I had to go at about two, so we signed the report "Nichola (the outgoing) and Iona (the incoming)" and I went up to the common room to find Emma had gone without me. Boo, hiss.

My last day at the Stroke Association, as well. While I was there, I did a silly thing. I bought some raffle tickets, put them down for a minute and promptly forgot about them. Some time later, I remembered I'd put them in my empty coffee cup - which had gone into the dishwasher. Some time later than that, Betty-the-lady-who-does-the-teas came up to me carrying a dripping strip of wet raffle tickets at arm's length with the words, "Yours, I believe?"

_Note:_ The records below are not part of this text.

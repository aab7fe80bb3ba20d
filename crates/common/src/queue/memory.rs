//! In-memory topic for tests
//!
//! Events are pushed through a [`MemoryTopicHandle`]. Closing it, or
//! dropping every clone of it, ends the topic once its backlog is drained.

use super::{Delivery, TopicSource};
use crate::errors::{AppError, Result};
use async_trait::async_trait;
use std::sync::{Arc, Mutex};
use tokio::sync::mpsc;

enum Item {
    Event(String),
    TransportError(String),
}

/// Producer side of a [`MemoryTopic`]
#[derive(Clone)]
pub struct MemoryTopicHandle {
    tx: Arc<Mutex<Option<mpsc::UnboundedSender<Item>>>>,
    acked: Arc<Mutex<Vec<String>>>,
}

impl MemoryTopicHandle {
    /// Append a raw payload
    pub fn publish(&self, payload: impl Into<String>) {
        self.send(Item::Event(payload.into()));
    }

    /// Append a terminal transport failure
    pub fn fail(&self, message: impl Into<String>) {
        self.send(Item::TransportError(message.into()));
    }

    /// End the topic after the events already published
    pub fn close(&self) {
        self.tx.lock().unwrap_or_else(|p| p.into_inner()).take();
    }

    fn send(&self, item: Item) {
        if let Some(tx) = self.tx.lock().unwrap_or_else(|p| p.into_inner()).as_ref() {
            let _ = tx.send(item);
        }
    }

    /// Ids of every delivery acknowledged so far
    pub fn acked(&self) -> Vec<String> {
        self.acked.lock().unwrap_or_else(|p| p.into_inner()).clone()
    }
}

/// Consumer side, handed to a worker
pub struct MemoryTopic {
    rx: mpsc::UnboundedReceiver<Item>,
    acked: Arc<Mutex<Vec<String>>>,
    offset: u64,
}

impl MemoryTopic {
    pub fn new() -> (MemoryTopicHandle, MemoryTopic) {
        let (tx, rx) = mpsc::unbounded_channel();
        let acked = Arc::new(Mutex::new(Vec::new()));

        let handle = MemoryTopicHandle {
            tx: Arc::new(Mutex::new(Some(tx))),
            acked: acked.clone(),
        };
        let topic = MemoryTopic { rx, acked, offset: 0 };
        (handle, topic)
    }
}

#[async_trait]
impl TopicSource for MemoryTopic {
    async fn next(&mut self) -> Result<Option<Delivery>> {
        match self.rx.recv().await {
            Some(Item::Event(payload)) => {
                self.offset += 1;
                Ok(Some(Delivery {
                    id: self.offset.to_string(),
                    payload,
                }))
            }
            Some(Item::TransportError(message)) => Err(AppError::QueueError { message }),
            None => Ok(None),
        }
    }

    async fn ack(&mut self, delivery: &Delivery) -> Result<()> {
        self.acked
            .lock()
            .unwrap_or_else(|p| p.into_inner())
            .push(delivery.id.clone());
        Ok(())
    }
}
use super::{authorize, ok};
use crate::error::AppResult;
use crate::middlewares::Capability;
use crate::models::*;
use crate::services::{BusinessService, UserService};
use actix_web::{HttpRequest, HttpResponse, web};

#[utoipa::path(
    get,
    path = "/business/profile",
    operation_id = "get_business_profile",
    tag = "business",
    security(
        ("bearer_auth" = [])
    ),
    responses(
        (status = 200, description = "Own business profile, null if none", body = BusinessResponse),
        (status = 403, description = "Not a business account")
    )
)]
pub async fn get_profile(
    user_service: web::Data<UserService>,
    business_service: web::Data<BusinessService>,
    req: HttpRequest,
) -> AppResult<HttpResponse> {
    let user = authorize(&req, &user_service, Capability::Business).await?;
    Ok(ok(business_service.get_profile(user.id).await?))
}

#[utoipa::path(
    post,
    path = "/business/profile",
    tag = "business",
    request_body = CreateBusinessRequest,
    security(
        ("bearer_auth" = [])
    ),
    responses(
        (status = 200, description = "Business profile created", body = BusinessResponse),
        (status = 400, description = "Invalid name or profile exists"),
        (status = 403, description = "Not a business account")
    )
)]
pub async fn create_profile(
    user_service: web::Data<UserService>,
    business_service: web::Data<BusinessService>,
    req: HttpRequest,
    request: web::Json<CreateBusinessRequest>,
) -> AppResult<HttpResponse> {
    let user = authorize(&req, &user_service, Capability::Business).await?;
    Ok(ok(business_service
        .create_profile(user.id, request.into_inner())
        .await?))
}

#[utoipa::path(
    get,
    path = "/business/tasks",
    tag = "business",
    security(
        ("bearer_auth" = [])
    ),
    responses(
        (status = 200, description = "Own tasks, newest first", body = [TaskResponse]),
        (status = 404, description = "Business profile not found")
    )
)]
pub async fn list_tasks(
    user_service: web::Data<UserService>,
    business_service: web::Data<BusinessService>,
    req: HttpRequest,
) -> AppResult<HttpResponse> {
    let user = authorize(&req, &user_service, Capability::Business).await?;
    Ok(ok(business_service.list_tasks(user.id).await?))
}

#[utoipa::path(
    post,
    path = "/business/tasks",
    tag = "business",
    request_body = CreateTaskRequest,
    security(
        ("bearer_auth" = [])
    ),
    responses(
        (status = 200, description = "Task submitted for approval", body = TaskResponse),
        (status = 400, description = "Invalid task"),
        (status = 404, description = "Business profile not found")
    )
)]
pub async fn create_task(
    user_service: web::Data<UserService>,
    business_service: web::Data<BusinessService>,
    req: HttpRequest,
    request: web::Json<CreateTaskRequest>,
) -> AppResult<HttpResponse> {
    let user = authorize(&req, &user_service, Capability::Business).await?;
    Ok(ok(business_service
        .create_task(user.id, request.into_inner())
        .await?))
}

#[utoipa::path(
    put,
    path = "/business/tasks/{id}",
    tag = "business",
    params(
        ("id" = i64, Path, description = "Task id")
    ),
    request_body = UpdateTaskRequest,
    security(
        ("bearer_auth" = [])
    ),
    responses(
        (status = 200, description = "Task updated", body = TaskResponse),
        (status = 400, description = "Status change not allowed"),
        (status = 403, description = "Task belongs to another business")
    )
)]
pub async fn update_task(
    user_service: web::Data<UserService>,
    business_service: web::Data<BusinessService>,
    req: HttpRequest,
    path: web::Path<i64>,
    request: web::Json<UpdateTaskRequest>,
) -> AppResult<HttpResponse> {
    let user = authorize(&req, &user_service, Capability::Business).await?;
    Ok(ok(business_service
        .update_task(user.id, path.into_inner(), request.into_inner())
        .await?))
}

pub fn business_config(cfg: &mut web::ServiceConfig) {
    cfg.service(
        web::scope("/business")
            .route("/profile", web::get().to(get_profile))
            .route("/profile", web::post().to(create_profile))
            .route("/tasks", web::get().to(list_tasks))
            .route("/tasks", web::post().to(create_task))
            .route("/tasks/{id}", web::put().to(update_task)),
    );
}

I thanked her profusely, managed to unfold them and unstick them, and amongst the general laughter realised I really am going to miss these people. They tried their best to make me feel welcome, they all wave merrily at me whenever I see them in the village or at Lady Green, and they were just nice. I may go back next year; it depends on how much stuff I have to do as head librarian. They all wished me luck with my exams, as well - and said they'd watch out for any of my bylines in the summer.

Yeah, don't know if I've mentioned it - my work placement came through. This time I'm working with the Crosby Herald, rather than the Southport Visiter - but it should be a lot of fun, especially if I'm allowed to write articles the way I was last year.

Enough rambling for one day. I have to write a synopsis of Utopia before tomorrow, and the bloody book is three hundred pages long.